[[ Dataset excerpts, beginning ]]

//! Network layer for soundstage.
//!
//! [`protocol`] defines the datagram formats exchanged with clients and
//! [`transport`] carries them over UDP behind a narrow trait so the mix
//! pipeline can be exercised without sockets.

pub mod protocol;
pub mod transport;

pub use protocol::{PacketType, StreamStats, HEADER_LEN, PROTOCOL_VERSION};
pub use transport::{Transport, UdpTransport};
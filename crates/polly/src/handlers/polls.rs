//! Poll creation.

use axum::{extract::State, response::Redirect, Form};

use polly_core::poll::NewPoll;

use crate::{context::RequestContext, handlers::AppError, state::AppState};

/// Create a poll from the submitted form (POST /add).
///
/// Fields: `title`, then `title1..N` for option texts and `img1..N` for
/// optional image references. Redirects to the new poll's page.
pub async fn create_poll(
    State(state): State<AppState>,
    ctx: RequestContext,
    Form(fields): Form<Vec<(String, String)>>,
) -> Result<Redirect, AppError> {
    let owner = ctx.require_voter()?.clone();
    let new_poll = NewPoll::from_form(owner, &fields)?;

    let poll_id = state.polls.create_poll(new_poll).await?;

    tracing::info!(request_id = %ctx.request_id, poll_id = %poll_id, "Poll submitted");

    Ok(Redirect::to(&format!("/poll/{poll_id}")))
}
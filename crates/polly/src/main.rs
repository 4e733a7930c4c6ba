mod app;
mod config;
mod context;
mod handlers;
mod repository;
mod state;
mod storage;
mod voting;

use anyhow::Result;
use clap::Parser;
use listenfd::ListenFd;
use tokio::{net::TcpListener, signal};
use tracing_subscriber::{layer::SubscriberExt, util::SubscriberInitExt};

use crate::{app::create_app, config::Config, state::AppState};

/// Polly - Create polls and let people vote on them
#[derive(Parser, Debug)]
#[command(name = "polly")]
#[command(version, about, long_about = None)]
struct Cli {
    /// Host address to bind the server to
    #[arg(long, short = 'H', default_value = "0.0.0.0", env = "HOST")]
    host: String,

    /// Port to listen on
    #[arg(long, short, default_value = "3000", env = "PORT")]
    port: u16,
}

#[tokio::main]
async fn main() -> Result<()> {
    let cli = Cli::parse();

    // Initialize tracing subscriber
    tracing_subscriber::registry()
        .with(
            tracing_subscriber::EnvFilter::try_from_default_env()
                .unwrap_or_else(|_| "polly=debug,tower_http=debug".into()),
        )
        .with(tracing_subscriber::fmt::layer())
        .init();

    let config = Config::from_env();
    tracing::debug!(?config, "Loaded configuration");

    // Create application state over the configured store
    let state = AppState::new(&config).await?;

    // Build the application router
    let app = create_app(state, &config);

    // Auto-reload support via listenfd
    let mut listenfd = ListenFd::from_env();
    let listener = match listenfd.take_tcp_listener(0)? {
        // If we are given a tcp listener on listen fd 0, use that one
        Some(listener) => {
            listener.set_nonblocking(true)?;
            TcpListener::from_std(listener)?
        }
        // Otherwise fall back to CLI-specified host:port
        None => {
            let addr = format!("{}:{}", cli.host, cli.port);
            TcpListener::bind(&addr).await?
        }
    };

    tracing::info!("listening on {}", listener.local_addr()?);

    // Run the server with graceful shutdown
    axum::serve(listener, app)
        .with_graceful_shutdown(shutdown_signal())
        .await?;

    tracing::info!("Server stopped");
    Ok(())
}

/// Wait for shutdown signals (Ctrl+C or SIGTERM).
async fn shutdown_signal() {
    let ctrl_c = async {
        if let Err(e) = signal::ctrl_c().await {
            tracing::error!(error = %e, "Failed to install Ctrl+C handler");
            std::future::pending::<()>().await;
        }
    };

    #[cfg(unix)]
    let terminate = async {
        match signal::unix::signal(signal::unix::SignalKind::terminate()) {
            Ok(mut sigterm) => {
                sigterm.recv().await;
            }
            Err(e) => {
                tracing::error!(error = %e, "Failed to install SIGTERM handler");
                std::future::pending::<()>().await;
            }
        }
    };

    #[cfg(not(unix))]
    let terminate = std::future::pending::<()>();

    tokio::select! {
        _ = ctrl_c => {
            tracing::info!("Received Ctrl+C, shutting down...");
        }
        _ = terminate => {
            tracing::info!("Received SIGTERM, shutting down...");
        }
    }
}
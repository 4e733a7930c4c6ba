use thiserror::Error;

/// Errors raised while validating poll input. All of them are caller mistakes.
#[derive(Debug, Error, Clone, PartialEq, Eq)]
pub enum PollError {
    #[error("Poll title cannot be empty")]
    EmptyTitle,
    #[error("A poll needs at least {min} options, got {given}")]
    TooFewOptions { min: usize, given: usize },
    #[error("A poll can have at most {max} options, got {given}")]
    TooManyOptions { max: usize, given: usize },
    #[error("{field} too long (max {max} characters)")]
    TextTooLong { field: &'static str, max: usize },
    #[error("Malformed {kind} id: {value}")]
    MalformedId { kind: &'static str, value: String },
}
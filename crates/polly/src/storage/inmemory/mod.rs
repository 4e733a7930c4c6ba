//! In-memory storage backend.
//!
//! Stores every record in a single ordered map and serializes transactions
//! per entity group. Used by the test suite and by the default build.
//!
//! # Example
//!
//! ```rust,ignore
//! use polly::storage::inmemory::InMemoryStore;
//!
//! let store = InMemoryStore::new();
//! // Use store for testing...
//! ```

mod store;

pub use store::InMemoryStore;
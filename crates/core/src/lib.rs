//! Functional core for polly: poll domain types, the vote state machine,
//! validation, error types and the entity store interface.

pub mod poll;
pub mod storage;
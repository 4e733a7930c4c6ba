//! Pure types for request-scoped context.

use polly_core::poll::UserId;
use thiserror::Error;
use uuid::Uuid;

/// Unique identifier for a request, used for tracing and logging.
#[derive(Debug, Clone, Copy, PartialEq, Eq, Hash)]
pub struct RequestId(Uuid);

impl RequestId {
    pub fn new() -> Self {
        Self(Uuid::new_v4())
    }

    pub fn from_uuid(id: Uuid) -> Self {
        Self(id)
    }
}

impl Default for RequestId {
    fn default() -> Self {
        Self::new()
    }
}

impl std::fmt::Display for RequestId {
    fn fmt(&self, f: &mut std::fmt::Formatter<'_>) -> std::fmt::Result {
        write!(f, "{}", self.0)
    }
}

/// The request carried no caller identity.
#[derive(Debug, Error, Clone, PartialEq, Eq)]
#[error("Missing caller identity")]
pub struct MissingIdentity;

/// Request-scoped context available to all handlers.
///
/// Complements `AppState` (application-scoped) with request-specific data.
#[derive(Debug, Clone)]
pub struct RequestContext {
    /// Caller identity from the proxy header (None if anonymous).
    pub voter: Option<UserId>,
    /// Unique request identifier for tracing.
    pub request_id: RequestId,
}

impl RequestContext {
    /// The caller's identity, for routes that need one.
    pub fn require_voter(&self) -> Result<&UserId, MissingIdentity> {
        self.voter.as_ref().ok_or(MissingIdentity)
    }
}

#[cfg(test)]
mod tests {
    use super::*;

    #[test]
    fn test_require_voter_present() {
        let ctx = RequestContext {
            voter: Some(UserId::new("alice")),
            request_id: RequestId::new(),
        };
        assert_eq!(ctx.require_voter().unwrap(), &UserId::new("alice"));
    }

    #[test]
    fn test_require_voter_missing() {
        let ctx = RequestContext {
            voter: None,
            request_id: RequestId::new(),
        };
        assert_eq!(ctx.require_voter(), Err(MissingIdentity));
    }
}
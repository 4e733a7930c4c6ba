//! Axum extractor for RequestContext.

use std::convert::Infallible;

use axum::{
    extract::{FromRef, FromRequestParts},
    http::{request::Parts, HeaderMap},
};
use uuid::Uuid;

use polly_core::poll::UserId;

use super::types::{RequestContext, RequestId};
use crate::state::AppState;

fn extract_request_id(headers: &HeaderMap) -> RequestId {
    headers
        .get("x-request-id")
        .and_then(|v| v.to_str().ok())
        .and_then(|s| Uuid::parse_str(s).ok())
        .map(RequestId::from_uuid)
        .unwrap_or_else(RequestId::new)
}

/// Reads the caller identity set by the front proxy. Blank values count as absent.
fn extract_voter(headers: &HeaderMap, header_name: &str) -> Option<UserId> {
    headers
        .get(header_name)
        .and_then(|v| v.to_str().ok())
        .map(str::trim)
        .filter(|s| !s.is_empty())
        .map(UserId::new)
}

impl<S> FromRequestParts<S> for RequestContext
where
    AppState: FromRef<S>,
    S: Send + Sync,
{
    type Rejection = Infallible;

    async fn from_request_parts(parts: &mut Parts, state: &S) -> Result<Self, Self::Rejection> {
        let app_state = AppState::from_ref(state);
        let request_id = extract_request_id(&parts.headers);
        let voter = extract_voter(&parts.headers, &app_state.identity_header);

        Ok(RequestContext { voter, request_id })
    }
}

#[cfg(test)]
mod tests {
    use super::*;

    #[test]
    fn test_extract_request_id_from_header() {
        let mut headers = HeaderMap::new();
        let id = "550e8400-e29b-41d4-a716-446655440000";
        headers.insert("x-request-id", id.parse().unwrap());

        let request_id = extract_request_id(&headers);
        assert_eq!(request_id.to_string(), id);
    }

    #[test]
    fn test_extract_request_id_generates_when_missing() {
        let headers = HeaderMap::new();
        let request_id = extract_request_id(&headers);

        Uuid::parse_str(&request_id.to_string()).expect("Should be valid UUID");
    }

    #[test]
    fn test_extract_request_id_generates_when_invalid() {
        let mut headers = HeaderMap::new();
        headers.insert("x-request-id", "not-a-uuid".parse().unwrap());

        let request_id = extract_request_id(&headers);

        Uuid::parse_str(&request_id.to_string()).expect("Should be valid UUID");
    }

    #[test]
    fn test_extract_voter_from_configured_header() {
        let mut headers = HeaderMap::new();
        headers.insert("x-forwarded-user", " alice ".parse().unwrap());

        assert_eq!(
            extract_voter(&headers, "x-forwarded-user"),
            Some(UserId::new("alice"))
        );
        assert_eq!(extract_voter(&headers, "x-user-id"), None);
    }

    #[test]
    fn test_extract_voter_blank_is_anonymous() {
        let mut headers = HeaderMap::new();
        headers.insert("x-user-id", "   ".parse().unwrap());

        assert_eq!(extract_voter(&headers, "x-user-id"), None);
    }
}
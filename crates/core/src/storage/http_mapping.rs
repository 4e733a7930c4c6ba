//! Pure functions for mapping domain and repository errors to HTTP status codes.

use super::RepositoryError;
use crate::poll::PollError;

/// Maps a [`RepositoryError`] to an HTTP status code.
///
/// - `NotFound` -> 404 (Not Found)
/// - `AlreadyExists` -> 409 (Conflict)
/// - `InvalidArgument` -> 400 (Bad Request)
/// - `StoreUnavailable` -> 500 (Internal Server Error)
/// - `QueryFailed` -> 500 (Internal Server Error)
/// - `Serialization` -> 500 (Internal Server Error)
/// - `InvalidData` -> 500 (Internal Server Error)
///
/// # Examples
///
/// ```
/// use polly_core::storage::{RepositoryError, repository_error_to_status_code};
///
/// let error = RepositoryError::NotFound {
///     entity_type: "Poll",
///     id: "42".to_string(),
/// };
/// assert_eq!(repository_error_to_status_code(&error), 404);
/// ```
pub fn repository_error_to_status_code(error: &RepositoryError) -> u16 {
    match error {
        RepositoryError::NotFound { .. } => 404,
        RepositoryError::AlreadyExists { .. } => 409,
        RepositoryError::InvalidArgument(_) => 400,
        RepositoryError::StoreUnavailable(_) => 500,
        RepositoryError::QueryFailed(_) => 500,
        RepositoryError::Serialization(_) => 500,
        RepositoryError::InvalidData(_) => 500,
    }
}

/// Maps a [`PollError`] to an HTTP status code. Every variant is a bad request.
pub fn poll_error_to_status_code(error: &PollError) -> u16 {
    match error {
        PollError::EmptyTitle
        | PollError::TooFewOptions { .. }
        | PollError::TooManyOptions { .. }
        | PollError::TextTooLong { .. }
        | PollError::MalformedId { .. } => 400,
    }
}
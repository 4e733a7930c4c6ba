use thiserror::Error;

use crate::poll::{CountUnderflow, PollError};

/// Errors that can occur during entity store operations.
#[derive(Debug, Error, Clone, PartialEq, Eq)]
pub enum RepositoryError {
    #[error("{entity_type} not found: {id}")]
    NotFound {
        entity_type: &'static str,
        id: String,
    },
    #[error("{entity_type} already exists: {id}")]
    AlreadyExists {
        entity_type: &'static str,
        id: String,
    },
    #[error("Invalid argument: {0}")]
    InvalidArgument(String),
    #[error("Store unavailable: {0}")]
    StoreUnavailable(String),
    #[error("Query failed: {0}")]
    QueryFailed(String),
    #[error("Serialization error: {0}")]
    Serialization(String),
    #[error("Invalid data: {0}")]
    InvalidData(String),
}

impl RepositoryError {
    pub fn not_found(entity_type: &'static str, id: impl ToString) -> Self {
        RepositoryError::NotFound {
            entity_type,
            id: id.to_string(),
        }
    }
}

impl From<PollError> for RepositoryError {
    fn from(err: PollError) -> Self {
        RepositoryError::InvalidArgument(err.to_string())
    }
}

impl From<CountUnderflow> for RepositoryError {
    fn from(err: CountUnderflow) -> Self {
        RepositoryError::InvalidData(format!(
            "vote count underflow on option {} of poll {}",
            err.option_id, err.poll_id
        ))
    }
}

/// Result type for repository operations.
pub type Result<T> = std::result::Result<T, RepositoryError>;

[[ Dataset excerpts, end ]]

What the exercise asks
Each line of the data that holds "polls" should be reported.

Exercise answer
filename crates/polly/src/handlers/polls.rs
    let poll_id = state.polls.create_poll(new_poll).await?;
/// Polly - Create polls and let people vote on them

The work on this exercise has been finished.